Fossil collected at Qujing City, southwest China's Yunnan Province. /CFP

Scientists from the Institute of Vertebrate Paleontology and Paleoanthropology (IVPP) at the Chinese Academy of Sciences (CAS) have found important new evidence related to human evolution. 

The findings, published in May, prove the human middle ear, which has tiny bones that are the key to transporting sound vibrations into the inner ear, evolved from the spiracle of fish. This was an unsolved mystery in vertebrate evolution for years.

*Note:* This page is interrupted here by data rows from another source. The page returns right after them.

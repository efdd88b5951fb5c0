//! CSV writers for run outputs

use std::fs::File;
use std::io::{BufWriter, Write};
use std::path::Path;

use docket_core::labeling::ANNOTATION_COLUMNS;
use docket_core::{AnnotatedRecord, ContingencyTable, DistinctCounts, Representative, SweepPoint};

use crate::reader::{IoError, IoResult};

/// Create `path` and hand a buffered writer to `write`
///
/// Any failure is reported as [`IoError::Write`] naming the path.
pub fn write_to_path<F>(path: impl AsRef<Path>, write: F) -> IoResult<()>
where
    F: FnOnce(&mut BufWriter<File>) -> IoResult<()>,
{
    let path = path.as_ref();
    let file = File::create(path).map_err(|e| write_error(path, e))?;
    let mut out = BufWriter::new(file);
    write(&mut out).map_err(|e| write_error(path, e))?;
    out.flush().map_err(|e| write_error(path, e))?;

    tracing::info!("wrote {}", path.display());
    Ok(())
}

/// Source columns followed by the cleaned values and cluster labels
pub fn write_annotated<W: Write>(out: W, headers: &[String], rows: &[AnnotatedRecord<'_>]) -> IoResult<()> {
    let mut writer = csv::Writer::from_writer(out);
    writer.write_record(headers.iter().map(String::as_str).chain(ANNOTATION_COLUMNS))?;
    for row in rows {
        writer.write_record(row.fields())?;
    }
    writer.flush()?;
    Ok(())
}

/// `ClusterName,Clustered,<outcome...>`
pub fn write_crosstab<W: Write>(out: W, table: &ContingencyTable) -> IoResult<()> {
    let mut writer = csv::Writer::from_writer(out);
    writer.write_record(
        ["ClusterName", "Clustered"]
            .into_iter()
            .chain(table.outcomes().iter().map(String::as_str)),
    )?;

    for row in table.rows() {
        let mut record = Vec::with_capacity(row.counts.len() + 2);
        record.push(row.cluster_name.clone());
        record.push(python_bool(row.clustered).to_string());
        record.extend(row.counts.iter().map(|c| c.to_string()));
        writer.write_record(&record)?;
    }
    writer.flush()?;
    Ok(())
}

/// `eps,clusters,core_points,clustered_names,noise_names`
pub fn write_sweep<W: Write>(out: W, points: &[SweepPoint]) -> IoResult<()> {
    let mut writer = csv::Writer::from_writer(out);
    for point in points {
        writer.serialize(point)?;
    }
    writer.flush()?;
    Ok(())
}

/// `cluster_id,name,member_count,row_count`
pub fn write_representatives<W: Write>(out: W, representatives: &[Representative]) -> IoResult<()> {
    let mut writer = csv::Writer::from_writer(out);
    for rep in representatives {
        writer.serialize(rep)?;
    }
    writer.flush()?;
    Ok(())
}

/// Two-column frequency table in canonical order
pub fn write_counts<W: Write>(out: W, column: &str, counts: &DistinctCounts) -> IoResult<()> {
    let mut writer = csv::Writer::from_writer(out);
    writer.write_record([column, "Count"])?;
    for (value, count) in counts.iter() {
        writer.write_record([value, count.to_string().as_str()])?;
    }
    writer.flush()?;
    Ok(())
}

fn write_error(path: &Path, err: impl std::fmt::Display) -> IoError {
    IoError::Write {
        path: path.display().to_string(),
        message: err.to_string(),
    }
}

fn python_bool(value: bool) -> &'static str {
    if value {
        "True"
    } else {
        "False"
    }
}
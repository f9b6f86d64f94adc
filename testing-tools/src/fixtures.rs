use std::path::PathBuf;

/// Fragment of the page the service returns for unknown credentials.
pub const UNKNOWN_USER_MESSAGE: &str = "This user wasn&#x27;t found in database";

/// Field values sent when creating or updating a pet.
#[derive(Debug, Clone, Copy)]
pub struct PetData {
    pub name: &'static str,
    pub animal_type: &'static str,
    pub age: &'static str,
}

pub const PERSIK: PetData = PetData {
    name: "Persik",
    animal_type: "cat",
    age: "5",
};

pub const PERSIK_WITH_PHOTO: PetData = PetData {
    name: "Персик",
    animal_type: "кот",
    age: "5",
};

/// Filler pet created when a scenario needs one of our own and there is none.
pub const LEBOWSKI: PetData = PetData {
    name: "Лебовски",
    animal_type: "котяра",
    age: "4",
};

pub const PUSIK: PetData = PetData {
    name: "Пусик",
    animal_type: "киса",
    age: "2",
};

pub const BLANK: PetData = PetData {
    name: "",
    animal_type: "",
    age: "",
};

/// Photo files uploaded by the scenarios, resolved against one directory.
#[derive(Debug, Clone)]
pub struct Fixtures {
    images_dir: PathBuf,
}

impl Fixtures {
    pub fn new(images_dir: impl Into<PathBuf>) -> Self {
        Self {
            images_dir: images_dir.into(),
        }
    }

    pub fn photo(&self) -> PathBuf {
        self.images_dir.join("original.jpg")
    }

    pub fn alternate_photo(&self) -> PathBuf {
        self.images_dir.join("oboi-kot-zevaet.jpg")
    }

    /// A text file the service should refuse as a pet photo.
    pub fn not_a_photo(&self) -> PathBuf {
        self.images_dir.join("test.txt")
    }
}
#[cfg(test)]
mod tests {
    use super::*;
    use crate::error::{ErrorKind, PhotoErrorKind};
    use crate::response::Body;
    use mockito::{Matcher, Server, ServerGuard};
    use reqwest::StatusCode;
    use std::path::PathBuf;

    const KEY: &str = "ea738148a1f19838e1c5d1413877f3691a3731380e733e877b0ae729";
    const PET_JSON: &str = r#"{"id": "pet-1", "name": "Persik", "animal_type": "cat", "age": "5", "pet_photo": "", "user_id": "user-1"}"#;

    async fn setup_test_server() -> ServerGuard {
        Server::new_async().await
    }

    async fn fetch_key(server: &mut ServerGuard, client: &PetFriends) -> AuthKey {
        let _mock = server
            .mock("GET", "/api/key")
            .with_status(200)
            .with_body(format!(r#"{{"key": "{KEY}"}}"#))
            .create_async()
            .await;

        let credentials = Credentials::new("owner@example.com", "secret");
        client
            .get_api_key(&credentials)
            .await
            .unwrap()
            .into_json()
            .unwrap()
            .key
    }

    fn write_fixture(name: &str, contents: &[u8]) -> PathBuf {
        let dir = std::env::temp_dir().join(format!("pet_friends_client_{}", std::process::id()));
        std::fs::create_dir_all(&dir).unwrap();
        let path = dir.join(name);
        std::fs::write(&path, contents).unwrap();
        path
    }

    #[test]
    fn test_base_url_trailing_slash_is_trimmed() {
        let client = PetFriends::with_client(Client::new(), "https://petfriends.skillfactory.ru/");
        assert_eq!(client.base_url(), "https://petfriends.skillfactory.ru");
        assert_eq!(client.url("api/pets"), "https://petfriends.skillfactory.ru/api/pets");
    }

    #[test]
    fn test_photo_mime_follows_extension() {
        assert_eq!(photo_mime(Path::new("images/original.jpg")), mime::IMAGE_JPEG);
        assert_eq!(photo_mime(Path::new("CAT.JPEG")), mime::IMAGE_JPEG);
        assert_eq!(photo_mime(Path::new("cat.png")), mime::IMAGE_PNG);
        assert_eq!(photo_mime(Path::new("images/test.txt")), mime::TEXT_PLAIN);
        assert_eq!(photo_mime(Path::new("photo")), mime::APPLICATION_OCTET_STREAM);
    }

    #[tokio::test]
    async fn test_get_api_key_sends_credentials_as_headers() {
        let mut server = setup_test_server().await;
        let client = PetFriends::new(server.url()).unwrap();

        let mock = server
            .mock("GET", "/api/key")
            .match_header("email", "owner@example.com")
            .match_header("password", "secret")
            .with_status(200)
            .with_header("content-type", "application/json")
            .with_body(format!(r#"{{"key": "{KEY}"}}"#))
            .create_async()
            .await;

        let credentials = Credentials::new("owner@example.com", "secret");
        let response = client.get_api_key(&credentials).await.unwrap();

        mock.assert_async().await;
        assert_eq!(response.status, StatusCode::OK);
        assert_eq!(response.json().map(|k| k.key.expose()), Some(KEY));
    }

    #[tokio::test]
    async fn test_get_api_key_keeps_forbidden_page_as_text() {
        let mut server = setup_test_server().await;
        let client = PetFriends::new(server.url()).unwrap();

        let _mock = server
            .mock("GET", "/api/key")
            .with_status(403)
            .with_header("content-type", "text/html")
            .with_body("<h1>Forbidden</h1><p>This user wasn&#x27;t found in database</p>")
            .create_async()
            .await;

        let credentials = Credentials::new("nobody@example.com", "wrong");
        let response = client.get_api_key(&credentials).await.unwrap();

        assert_eq!(response.status, StatusCode::FORBIDDEN);
        assert!(response.json().is_none());
        assert!(response.contains_text("This user wasn&#x27;t found in database"));
    }

    #[tokio::test]
    async fn test_get_list_of_pets_sends_key_and_filter() {
        let mut server = setup_test_server().await;
        let client = PetFriends::new(server.url()).unwrap();
        let key = fetch_key(&mut server, &client).await;

        let mock = server
            .mock("GET", "/api/pets")
            .match_header("auth_key", KEY)
            .match_query(Matcher::UrlEncoded("filter".into(), "my_pets".into()))
            .with_status(200)
            .with_body(format!(r#"{{"pets": [{PET_JSON}]}}"#))
            .create_async()
            .await;

        let response = client
            .get_list_of_pets(&key, PetFilter::MyPets)
            .await
            .unwrap();

        mock.assert_async().await;
        assert!(response.is_success());
        let pets = response.into_json().unwrap();
        assert_eq!(pets.len(), 1);
        assert!(pets.contains("pet-1"));
    }

    #[tokio::test]
    async fn test_get_list_of_pets_sends_empty_filter_for_all() {
        let mut server = setup_test_server().await;
        let client = PetFriends::new(server.url()).unwrap();
        let key = fetch_key(&mut server, &client).await;

        let mock = server
            .mock("GET", "/api/pets")
            .match_query(Matcher::UrlEncoded("filter".into(), "".into()))
            .with_status(200)
            .with_body(r#"{"pets": []}"#)
            .create_async()
            .await;

        let response = client.get_list_of_pets(&key, PetFilter::All).await.unwrap();

        mock.assert_async().await;
        assert_eq!(response.json(), Some(&PetList::default()));
    }

    #[tokio::test]
    async fn test_create_pet_simple_posts_form_fields() {
        let mut server = setup_test_server().await;
        let client = PetFriends::new(server.url()).unwrap();
        let key = fetch_key(&mut server, &client).await;

        let mock = server
            .mock("POST", "/api/create_pet_simple")
            .match_header("auth_key", KEY)
            .match_header("content-type", "application/x-www-form-urlencoded")
            .match_body(Matcher::AllOf(vec![
                Matcher::UrlEncoded("name".into(), "Persik".into()),
                Matcher::UrlEncoded("animal_type".into(), "cat".into()),
                Matcher::UrlEncoded("age".into(), "5".into()),
            ]))
            .with_status(200)
            .with_body(PET_JSON)
            .create_async()
            .await;

        let response = client
            .create_pet_simple(&key, "Persik", "cat", 5)
            .await
            .unwrap();

        mock.assert_async().await;
        assert_eq!(response.json().map(|p| p.name.as_str()), Some("Persik"));
    }

    #[tokio::test]
    async fn test_add_new_pet_uploads_multipart_photo() {
        let mut server = setup_test_server().await;
        let client = PetFriends::new(server.url()).unwrap();
        let key = fetch_key(&mut server, &client).await;
        let photo = write_fixture("add_new_pet.jpg", b"fake-jpeg-bytes");

        let mock = server
            .mock("POST", "/api/pets")
            .match_header("auth_key", KEY)
            .match_header("content-type", Matcher::Regex("^multipart/form-data".into()))
            .match_body(Matcher::AllOf(vec![
                Matcher::Regex(r#"name="name"\r\n\r\nPersik"#.into()),
                Matcher::Regex(r#"name="age"\r\n\r\n5"#.into()),
                Matcher::Regex(r#"name="pet_photo"; filename="add_new_pet.jpg""#.into()),
                Matcher::Regex("(?i)content-type: image/jpeg".into()),
            ]))
            .with_status(200)
            .with_body(PET_JSON)
            .create_async()
            .await;

        let response = client
            .add_new_pet(&key, "Persik", "cat", "5", &photo)
            .await
            .unwrap();

        mock.assert_async().await;
        assert_eq!(response.status, StatusCode::OK);
        assert_eq!(response.json().map(|p| p.id.as_str()), Some("pet-1"));
    }

    #[tokio::test]
    async fn test_add_new_pet_with_missing_photo_sends_nothing() {
        let mut server = setup_test_server().await;
        let client = PetFriends::new(server.url()).unwrap();
        let key = fetch_key(&mut server, &client).await;

        let mock = server
            .mock("POST", "/api/pets")
            .expect(0)
            .create_async()
            .await;

        let err = client
            .add_new_pet(&key, "Persik", "cat", 5, Path::new("/definitely/not/here.jpg"))
            .await
            .unwrap_err();

        mock.assert_async().await;
        assert_eq!(err.error_kind, ErrorKind::Photo(PhotoErrorKind::NotFound));
    }

    #[tokio::test]
    async fn test_update_pet_info_puts_form_to_pet_path() {
        let mut server = setup_test_server().await;
        let client = PetFriends::new(server.url()).unwrap();
        let key = fetch_key(&mut server, &client).await;

        let mock = server
            .mock("PUT", "/api/pets/pet-1")
            .match_header("auth_key", KEY)
            .match_body(Matcher::AllOf(vec![
                Matcher::UrlEncoded("name".into(), "Пусик".into()),
                Matcher::UrlEncoded("animal_type".into(), "киса".into()),
                Matcher::UrlEncoded("age".into(), "2".into()),
            ]))
            .with_status(200)
            .with_body(r#"{"id": "pet-1", "name": "Пусик", "animal_type": "киса", "age": "2"}"#)
            .create_async()
            .await;

        let response = client
            .update_pet_info(&key, "pet-1", "Пусик", "киса", 2)
            .await
            .unwrap();

        mock.assert_async().await;
        assert_eq!(response.json().map(|p| p.name.as_str()), Some("Пусик"));
    }

    #[tokio::test]
    async fn test_update_pet_info_returns_forbidden_status() {
        let mut server = setup_test_server().await;
        let client = PetFriends::new(server.url()).unwrap();
        let key = fetch_key(&mut server, &client).await;

        let _mock = server
            .mock("PUT", "/api/pets/someone-elses")
            .with_status(403)
            .with_body("<p>Forbidden</p>")
            .create_async()
            .await;

        let response = client
            .update_pet_info(&key, "someone-elses", "Пусик", "киса", 2)
            .await
            .unwrap();

        assert_eq!(response.status, StatusCode::FORBIDDEN);
        assert_eq!(response.body, Body::Text("<p>Forbidden</p>".to_string()));
    }

    #[tokio::test]
    async fn test_set_photo_posts_single_file_part() {
        let mut server = setup_test_server().await;
        let client = PetFriends::new(server.url()).unwrap();
        let key = fetch_key(&mut server, &client).await;
        let photo = write_fixture("set_photo.png", b"fake-png-bytes");

        let mock = server
            .mock("POST", "/api/pets/set_photo/pet-1")
            .match_header("auth_key", KEY)
            .match_body(Matcher::AllOf(vec![
                Matcher::Regex(r#"name="pet_photo"; filename="set_photo.png""#.into()),
                Matcher::Regex("(?i)content-type: image/png".into()),
            ]))
            .with_status(200)
            .with_body(PET_JSON)
            .create_async()
            .await;

        let response = client.set_photo(&key, "pet-1", &photo).await.unwrap();

        mock.assert_async().await;
        assert!(response.is_success());
    }

    #[tokio::test]
    async fn test_delete_pet_returns_empty_text_body() {
        let mut server = setup_test_server().await;
        let client = PetFriends::new(server.url()).unwrap();
        let key = fetch_key(&mut server, &client).await;

        let mock = server
            .mock("DELETE", "/api/pets/pet-1")
            .match_header("auth_key", KEY)
            .with_status(200)
            .create_async()
            .await;

        let response = client.delete_pet(&key, "pet-1").await.unwrap();

        mock.assert_async().await;
        assert_eq!(response.status, StatusCode::OK);
        assert_eq!(response.text(), Some(""));
    }

    #[tokio::test]
    async fn test_unreachable_service_is_an_http_error() {
        // Nothing listens on the discard port
        let client = PetFriends::new("http://127.0.0.1:9").unwrap();
        let credentials = Credentials::new("owner@example.com", "secret");

        let err = client.get_api_key(&credentials).await.unwrap_err();

        assert!(matches!(err.error_kind, ErrorKind::Http(_)));
    }
}
//! Pure arithmetic over two operands.
//!
//! Only `division` can fail: a zero divisor is reported as
//! [`Error::DivisionByZero`] rather than producing an infinite or NaN result.

use log::*;

pub mod error;

pub use error::Error;

pub fn multiply(a: f64, b: f64) -> f64 {
    a * b
}

/// Divides `a` by `b`, rejecting a zero divisor.
pub fn division(a: f64, b: f64) -> Result<f64, Error> {
    if b == 0.0 {
        warn!("Refusing to divide {a} by zero");
        return Err(Error::DivisionByZero);
    }
    Ok(a / b)
}

pub fn subtraction(a: f64, b: f64) -> f64 {
    a - b
}

pub fn adding(a: f64, b: f64) -> f64 {
    a + b
}
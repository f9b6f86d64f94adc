use anyhow::Result;
use clap::Parser;
use colored::*;
use log::*;

use service::config::{load_dotenv, Config};
use service::logging::Logger;
use testing_tools::output::print_test_summary;
use testing_tools::scenarios::{Scenario, Suite};

#[derive(Parser)]
#[command(name = "pet_friends_rs")]
#[command(about = "PetFriends API scenario runner")]
struct Cli {
    /// Scenario to run; all scenarios run in order when omitted
    #[arg(long, value_enum)]
    scenario: Option<Scenario>,

    #[command(flatten)]
    config: Config,
}

#[tokio::main]
async fn main() -> Result<()> {
    load_dotenv();
    let cli = Cli::parse();

    Logger::init_logger(&cli.config);

    info!("Running scenarios against {}", cli.config.base_url());
    println!("{}", "=== SETUP PHASE ===".bright_white().bold());
    let suite = Suite::from_config(&cli.config)?;

    let scenarios = match cli.scenario {
        Some(scenario) => vec![scenario],
        None => Scenario::ALL.to_vec(),
    };

    println!("\n{}", "=== TEST PHASE ===".bright_white().bold());
    let results = suite.run_all(&scenarios).await;

    println!("\n{}", "=== RESULTS ===".bright_white().bold());
    print_test_summary(&results);

    let all_passed = results.iter().all(|r| r.passed);

    if all_passed {
        println!("\n{}", "All tests passed! ✓".bright_green().bold());
    } else {
        println!("\n{}", "Some tests failed! ✗".bright_red().bold());
    }

    std::process::exit(if all_passed { 0 } else { 1 });
}
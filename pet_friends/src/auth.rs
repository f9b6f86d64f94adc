//! Account credentials and the API key exchanged for them.

use secrecy::{ExposeSecret, SecretString};
use serde::Deserialize;
use std::fmt;

/// Email and password of a PetFriends account. Neither value is validated;
/// the service decides whether they are acceptable.
pub struct Credentials {
    pub email: String,
    password: SecretString,
}

impl Credentials {
    pub fn new(email: impl Into<String>, password: impl Into<String>) -> Self {
        Self {
            email: email.into(),
            password: SecretString::new(password.into()),
        }
    }

    pub(crate) fn password(&self) -> &str {
        self.password.expose_secret()
    }
}

impl fmt::Debug for Credentials {
    fn fmt(&self, f: &mut fmt::Formatter<'_>) -> fmt::Result {
        f.debug_struct("Credentials")
            .field("email", &self.email)
            .field("password", &"[REDACTED]")
            .finish()
    }
}

/// Token the service issues for valid credentials. Every call other than
/// `get_api_key` requires one, and the only way to obtain one is to decode a
/// successful `get_api_key` response.
#[derive(Deserialize)]
#[serde(transparent)]
pub struct AuthKey(SecretString);

impl AuthKey {
    pub(crate) fn expose(&self) -> &str {
        self.0.expose_secret()
    }
}

impl fmt::Debug for AuthKey {
    fn fmt(&self, f: &mut fmt::Formatter<'_>) -> fmt::Result {
        f.write_str("AuthKey([REDACTED])")
    }
}

/// Body of a successful `GET api/key` response.
#[derive(Debug, Deserialize)]
pub struct ApiKey {
    pub key: AuthKey,
}
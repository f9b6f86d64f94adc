//! # pet_friends
//!
//! Client for the PetFriends REST service:
//! - `auth`: credentials and the API key they are exchanged for
//! - `client`: the `PetFriends` wrapper, one method per endpoint
//! - `pet`: pet records, pet lists and the list filter
//! - `response`: status plus JSON-or-text body returned by every call
//!
//! ## Usage
//!
//! ```rust,ignore
//! use pet_friends::{Credentials, PetFilter, PetFriends};
//!
//! let client = PetFriends::new("https://petfriends.skillfactory.ru")?;
//! let key = client
//!     .get_api_key(&Credentials::new(email, password))
//!     .await?
//!     .into_json()
//!     .expect("valid credentials")
//!     .key;
//! let my_pets = client.get_list_of_pets(&key, PetFilter::MyPets).await?;
//! ```

pub mod auth;
pub mod client;
pub mod error;
pub mod pet;
pub mod response;

// Re-export commonly used types
pub use auth::{ApiKey, AuthKey, Credentials};
pub use client::PetFriends;
pub use error::{Error, ErrorKind};
pub use pet::{parse_age, Pet, PetFilter, PetList};
pub use response::{ApiResponse, Body};
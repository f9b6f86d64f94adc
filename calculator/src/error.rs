//! Error types for the `calculator` crate.
use std::error::Error as StdError;
use std::fmt;

#[derive(Debug, Clone, Copy, PartialEq, Eq)]
pub enum Error {
    /// The divisor of a `division` was zero.
    DivisionByZero,
}

impl fmt::Display for Error {
    fn fmt(&self, f: &mut fmt::Formatter) -> fmt::Result {
        match self {
            Error::DivisionByZero => write!(f, "Calculator error: division by zero"),
        }
    }
}

impl StdError for Error {}
//! What every client call returns: the HTTP status plus the body, decoded as
//! JSON when possible and kept as text otherwise.

use crate::error::Error;
use log::*;
use reqwest::StatusCode;
use serde::de::DeserializeOwned;

/// Status and body of one call to the service.
#[derive(Debug)]
pub struct ApiResponse<T> {
    pub status: StatusCode,
    pub body: Body<T>,
}

/// A response body: the expected JSON type when it decodes, otherwise the
/// raw text (the service answers most failures with an HTML page).
#[derive(Debug, PartialEq)]
pub enum Body<T> {
    Json(T),
    Text(String),
}

impl<T> ApiResponse<T> {
    pub fn is_success(&self) -> bool {
        self.status.is_success()
    }

    pub fn json(&self) -> Option<&T> {
        match &self.body {
            Body::Json(value) => Some(value),
            Body::Text(_) => None,
        }
    }

    pub fn into_json(self) -> Option<T> {
        match self.body {
            Body::Json(value) => Some(value),
            Body::Text(_) => None,
        }
    }

    pub fn text(&self) -> Option<&str> {
        match &self.body {
            Body::Json(_) => None,
            Body::Text(text) => Some(text),
        }
    }

    /// True when the body is text containing `needle`.
    pub fn contains_text(&self, needle: &str) -> bool {
        self.text().is_some_and(|text| text.contains(needle))
    }
}

impl<T: DeserializeOwned> ApiResponse<T> {
    pub(crate) async fn decode(response: reqwest::Response) -> Result<Self, Error> {
        let status = response.status();
        let text = response.text().await?;

        if !status.is_success() {
            warn!("PetFriends answered {status}: {} bytes", text.len());
        }

        let body = match serde_json::from_str::<T>(&text) {
            Ok(value) => Body::Json(value),
            Err(err) => {
                debug!("Keeping response body as text: {err}");
                Body::Text(text)
            }
        };

        Ok(Self { status, body })
    }
}
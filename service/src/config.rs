use clap::builder::TypedValueParser as _;
use clap::Parser;
use dotenvy::dotenv;
use log::LevelFilter;
use std::path::{Path, PathBuf};

/// Default PetFriends service URL used when `BASE_URL` is not set.
pub const DEFAULT_BASE_URL: &str = "https://petfriends.skillfactory.ru";

const DEFAULT_INVALID_EMAIL: &str = "nobody@petfriends.invalid";
const DEFAULT_INVALID_PASSWORD: &str = "not-a-real-password";
const DEFAULT_IMAGES_DIR: &str = "testing-tools/images";

#[derive(Clone, Debug, Parser)]
pub struct Config {
    /// The base URL of the PetFriends service under test.
    /// Override in tests to point at a mock server.
    #[arg(long, env, default_value = DEFAULT_BASE_URL)]
    base_url: String,

    /// Email of an existing PetFriends account.
    #[arg(long, env)]
    valid_email: Option<String>,

    /// Password of the account named by `valid_email`.
    #[arg(long, env, hide_env_values = true)]
    valid_password: Option<String>,

    /// Email that the service must not recognise.
    #[arg(long, env, default_value = DEFAULT_INVALID_EMAIL)]
    invalid_email: String,

    /// Password paired with `invalid_email`.
    #[arg(long, env, default_value = DEFAULT_INVALID_PASSWORD, hide_env_values = true)]
    invalid_password: String,

    /// Directory holding the photo fixtures uploaded by the scenarios.
    #[arg(long, env, default_value = DEFAULT_IMAGES_DIR)]
    images_dir: PathBuf,

    /// Set the log level verbosity threshold (level) to control what gets displayed on console output
    #[arg(
        short,
        long,
        env,
        default_value_t = LevelFilter::Info,
        value_parser = clap::builder::PossibleValuesParser::new(["OFF", "ERROR", "WARN", "INFO", "DEBUG", "TRACE"])
            .map(|s| s.parse::<LevelFilter>().unwrap()),
        )]
    pub log_level_filter: LevelFilter,
}

impl Default for Config {
    /// Builds a config from environment variables and defaults only, ignoring
    /// the process arguments.
    fn default() -> Self {
        Config::parse_from([env!("CARGO_PKG_NAME")])
    }
}

/// Loads a `.env` file from the working directory (or its parents) into the
/// process environment. A missing file is not an error.
pub fn load_dotenv() {
    dotenv().ok();
}

impl Config {
    pub fn base_url(&self) -> &str {
        &self.base_url
    }

    pub fn set_base_url(mut self, base_url: String) -> Self {
        self.base_url = base_url;
        self
    }

    pub fn valid_email(&self) -> Option<&str> {
        self.valid_email.as_deref()
    }

    pub fn valid_password(&self) -> Option<&str> {
        self.valid_password.as_deref()
    }

    pub fn set_valid_credentials(mut self, email: String, password: String) -> Self {
        self.valid_email = Some(email);
        self.valid_password = Some(password);
        self
    }

    pub fn invalid_email(&self) -> &str {
        &self.invalid_email
    }

    pub fn invalid_password(&self) -> &str {
        &self.invalid_password
    }

    pub fn images_dir(&self) -> &Path {
        &self.images_dir
    }

    pub fn set_images_dir(mut self, images_dir: PathBuf) -> Self {
        self.images_dir = images_dir;
        self
    }
}
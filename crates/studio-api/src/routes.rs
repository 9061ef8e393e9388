//! API routes.

use axum::middleware;
use axum::routing::{get, post};
use axum::Router;
use tower_http::limit::RequestBodyLimitLayer;

use crate::handlers::health;
use crate::handlers::prompts::{generate_client_prompt, generate_title_prompt};
use crate::handlers::video::{generate_video, video_status};
use crate::middleware::{request_id, request_logging};
use crate::state::AppState;

/// Create the API router.
pub fn create_router(state: AppState) -> Router {
    let prompt_routes = Router::new()
        // Client-scoped generation (template fallback on upstream failure)
        .route("/prompts/generate", post(generate_client_prompt))
        // Title-scoped generation (no fallback)
        .route("/prompt/generate", post(generate_title_prompt));

    let video_routes = Router::new()
        .route("/video/generate", post(generate_video))
        .route("/video/status/:remote_job_id", get(video_status));

    let api_routes = Router::new().merge(prompt_routes).merge(video_routes);

    let health_routes = Router::new()
        .route("/health", get(health))
        .route("/healthz", get(health));

    Router::new()
        .nest("/api", api_routes)
        .merge(health_routes)
        .layer(RequestBodyLimitLayer::new(state.config.max_body_size))
        .layer(middleware::from_fn(request_id))
        .layer(middleware::from_fn(request_logging))
        .with_state(state)
}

Qujing City in Yunnan Province is located on the Yunnan-Guizhou Plateau, and is one of the fossil sites that the scientists worked at. During the Silurian to Devonian period, this place was an ocean, therefore the name "kingdom of ancient fish." The scientists found a 438-million-year-old Shuyu 3D braincase fossil and the first 419-million-year-old Galeaspid fossil completely preserved with gill filaments in the first branchial chamber on Qujing Site and Changxing Site, which is located in east China's Zhejiang Province.

The spiracle is a small hole behind each eye that opens to the mouth in some fish. It exists for the intake of water before being expelled from the gills. In the Polypterus, the most primitive, living bony fish, the spiracles are used to breathe. However, fish spiracles were eventually replaced in most non-fish species as they evolved to breathe through their noses and mouths. According to Gai Zhikun, a researcher from the IVPP, the fossils that they discovered provided the first anatomical and fossil evidence for a vertebrate spiracle originating from fish gills.

"Many important structures of human beings can be traced back to our fish ancestors, such as our teeth, jaws, middle ears, etc. The main task of paleontologists is to find the important missing links in the evolutionary chain from fish to humans. Shuyu has been regarded as a key missing link," said Zhu Min, another researcher at the IVPP.